Copyfraud is everywhere. False copyright notices appear on modern reprints of Shakespeare’s plays, Beethoven’s piano scores, greeting card versions of Monet’s Water Lilies, and even the U.S. Constitution. Archives claim blanket copyright in everything in their collections. Vendors of microfilmed versions of historical newspapers assert copyright ownership. These false copyright claims, which are often accompanied by threatened litigation for reproducing a work without the owner’s permission, result in users seeking licenses and paying fees to reproduce works that are free for everyone to use.

Copyright law itself creates strong incentives for copyfraud. The Copyright Act provides for no civil penalty for falsely claiming ownership of public domain materials. There is also no remedy under the Act for individuals who wrongly refrain from legal copying or who make payment for permission to copy something they are in fact entitled to use for free. While falsely claiming copyright is technically a criminal offense under the Act, prosecutions are extremely rare. These circumstances have produced fraud on an untold scale, with millions of works in the public domain deemed copyrighted, and countless dollars paid out every year in licensing fees to make copies that could be made for free. Copyfraud stifles valid forms of reproduction and undermines free speech.

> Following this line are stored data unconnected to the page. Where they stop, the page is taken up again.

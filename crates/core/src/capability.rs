//! The custom-processor hook (C6): a pluggable callback invoked once per state-machine
//! iteration while a field is active, and the narrow capability object it mutates the parser
//! through instead of touching the context directly (Design Notes, spec.md §9).

use std::any::Any;

use ustream_primitives::{ParseFault, RlpField, TxContent};

use crate::context::TxContext;
use crate::hasher::TxHasher;

pub trait CustomProcessor<H: TxHasher>: 'static {
    /// Called once per iteration of the field state machine's main loop while a field's payload
    /// is being consumed (never during header pre-decode). `NotHandled` falls through to the
    /// default field dispatch; `Handled` means the processor itself advanced the stream this
    /// iteration; `Suspended` bubbles control back to the host before more bytes are consumed.
    fn process(
        &mut self,
        field: &mut FieldCapability<'_, '_, H>,
    ) -> Result<ustream_primitives::CustomStatus, ParseFault>;

    /// Lets the host downcast back to the concrete processor after the parse is done (typically
    /// once `Finished`), to read back whatever state it accumulated — e.g. a token recognizer's
    /// provisioned transfer context (§8 scenario 2).
    fn as_any(&self) -> &dyn Any {
        self
    }
}

/// The legal surface a custom processor can observe and mutate: which field is active, how much
/// of it remains, a look-ahead into the current fragment, read access to fields already
/// extracted, and the ability to consume bytes (hashing them) or declare the field finished.
///
/// Deliberately narrower than [`TxContext`] itself — a processor cannot rewind a field, touch a
/// field other than the one in progress, or bypass the hasher.
pub struct FieldCapability<'ctx, 'buf, H: TxHasher> {
    pub(crate) ctx: &'ctx mut TxContext<'buf, H>,
}

impl<'ctx, 'buf, H: TxHasher> FieldCapability<'ctx, 'buf, H> {
    pub(crate) fn new(ctx: &'ctx mut TxContext<'buf, H>) -> Self {
        Self { ctx }
    }

    pub fn current_field(&self) -> RlpField {
        self.ctx.current_field
    }

    pub fn current_field_length(&self) -> u32 {
        self.ctx.current_field_length
    }

    pub fn field_pos(&self) -> u32 {
        self.ctx.cursor.field_pos()
    }

    pub fn remaining_in_field(&self) -> u32 {
        self.ctx.current_field_length - self.ctx.cursor.field_pos()
    }

    pub fn remaining_in_fragment(&self) -> usize {
        self.ctx.cursor.remaining()
    }

    /// Non-consuming look-ahead, bounded by what the current fragment actually holds; a `None`
    /// means the processor must wait for more bytes (return `NotHandled` and let the fragment
    /// exhaust, or `Suspended`) rather than guess.
    pub fn peek(&self, n: usize) -> Option<&[u8]> {
        self.ctx.cursor.peek(n)
    }

    /// Fields extracted so far. Notably `destination` is already populated by the time `data`
    /// is reached, since `to` precedes `data` in wire order.
    pub fn content(&self) -> &TxContent {
        &self.ctx.content
    }

    /// Consumes `n` bytes from the fragment into `out` (or discards them if `out` is `None`),
    /// hashing them and advancing the field position exactly as the default field handlers do.
    pub fn copy_tx_data(&mut self, out: Option<&mut [u8]>, n: usize) -> Result<(), ParseFault> {
        self.ctx.cursor.copy_tx_data(out, n)
    }

    /// Declares the current field fully consumed: clears the in-payload flag and advances to
    /// the next field in wire order. The processor must call this itself once it has consumed
    /// every declared byte (§4.6): the state machine does not do it automatically for
    /// processor-handled iterations.
    pub fn finish_field(&mut self) {
        self.ctx.cursor.end_field();
        self.ctx.current_field = self.ctx.current_field.next();
    }
}
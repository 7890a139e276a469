pub mod simulate;
pub mod tokens;
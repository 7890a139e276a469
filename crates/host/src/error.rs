/// Failures in the external-collaborator utilities the parser itself never touches (§1
/// "out of scope: ... big-integer decimal formatting, address checksum encoding, signature
/// DER-to-(r,s) reshaping").
#[derive(Debug, Clone, thiserror::Error)]
pub enum HostError {
    #[error("DER signature is truncated or malformed")]
    MalformedSignature,
    #[error("signature component is longer than 32 bytes")]
    SignatureComponentTooLong,
}
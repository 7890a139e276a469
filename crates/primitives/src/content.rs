/// Maximum byte length of an `int256`-shaped slot (gas price, start gas, value, gateway fee).
pub const MAX_INT256: usize = 32;
/// Byte length of an address slot.
pub const MAX_ADDRESS: usize = 20;
/// Maximum byte length of the `v` slot.
pub const MAX_V: usize = 4;

/// A bounded big-endian unsigned integer: up to [`MAX_INT256`] bytes, with the declared length
/// recorded separately so a shorter value isn't mistaken for a zero-padded one.
#[derive(Debug, Clone, Copy, PartialEq, Eq)]
pub struct Int256Slot {
    pub value: [u8; MAX_INT256],
    pub length: u8,
}

impl Default for Int256Slot {
    fn default() -> Self {
        Self {
            value: [0u8; MAX_INT256],
            length: 0,
        }
    }
}

impl Int256Slot {
    /// The bytes actually written, i.e. `value[..length]`.
    pub fn as_bytes(&self) -> &[u8] {
        &self.value[..self.length as usize]
    }
}

/// A fixed 20-byte address slot with a presence length: `0` means absent (contract creation, no
/// gateway fee recipient, no fee currency override), `MAX_ADDRESS` means present.
#[derive(Debug, Clone, Copy, PartialEq, Eq)]
pub struct AddressSlot {
    pub value: [u8; MAX_ADDRESS],
    pub length: u8,
}

impl Default for AddressSlot {
    fn default() -> Self {
        Self {
            value: [0u8; MAX_ADDRESS],
            length: 0,
        }
    }
}

impl AddressSlot {
    pub fn is_present(&self) -> bool {
        self.length != 0
    }

    pub fn as_bytes(&self) -> &[u8] {
        &self.value[..self.length as usize]
    }
}

/// A bounded `v` slot (up to [`MAX_V`] bytes).
#[derive(Debug, Clone, Copy, PartialEq, Eq)]
pub struct VSlot {
    pub value: [u8; MAX_V],
    pub length: u8,
}

impl Default for VSlot {
    fn default() -> Self {
        Self {
            value: [0u8; MAX_V],
            length: 0,
        }
    }
}

impl VSlot {
    pub fn as_bytes(&self) -> &[u8] {
        &self.value[..self.length as usize]
    }
}

/// The semantically meaningful fields extracted from a transaction stream.
///
/// Every slot's length is written exactly once, at the moment its field is fully consumed
/// (§3 invariant 7). `nonce`/`data`/`r`/`s` never reach this struct — they are hashed and
/// discarded, which is why there is no slot for them here.
#[derive(Debug, Clone, Default, PartialEq, Eq)]
pub struct TxContent {
    pub gasprice: Int256Slot,
    pub startgas: Int256Slot,
    pub value: Int256Slot,
    pub gateway_fee: Int256Slot,
    pub destination: AddressSlot,
    pub gateway_destination: AddressSlot,
    pub fee_currency: AddressSlot,
    pub v: VSlot,
    /// Set as soon as the `data` field is seen to have nonzero declared length.
    pub data_present: bool,
}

This is from a paper by Assistant Professor Jason Mazzone of the Brooklyn Law School, which was linked by the popular site Boing Boing. The full paper can be downloaded from here.

In the paper, he cites a warning notice placed on an edition of the U.S. Constitution that many law students use: “No part of this may be reproduced or transmitted in any form or by any means…without permission from the publisher.”  The Constitution!

Corporate websites include blanket copyright notices even when they feature the U.S. flag, list stock reports, contain a calendar or rely on other materials squarely in the public domain. Following several high-profile lawsuits, many universities now pay licensing fees for virtually everything they reproduce and distribute to their students, whether warranted by copyright law or not.

Copyright law suffers from a basic defect. The law’s strong protection for copyrights are not balanced by explicit protections for the public domain.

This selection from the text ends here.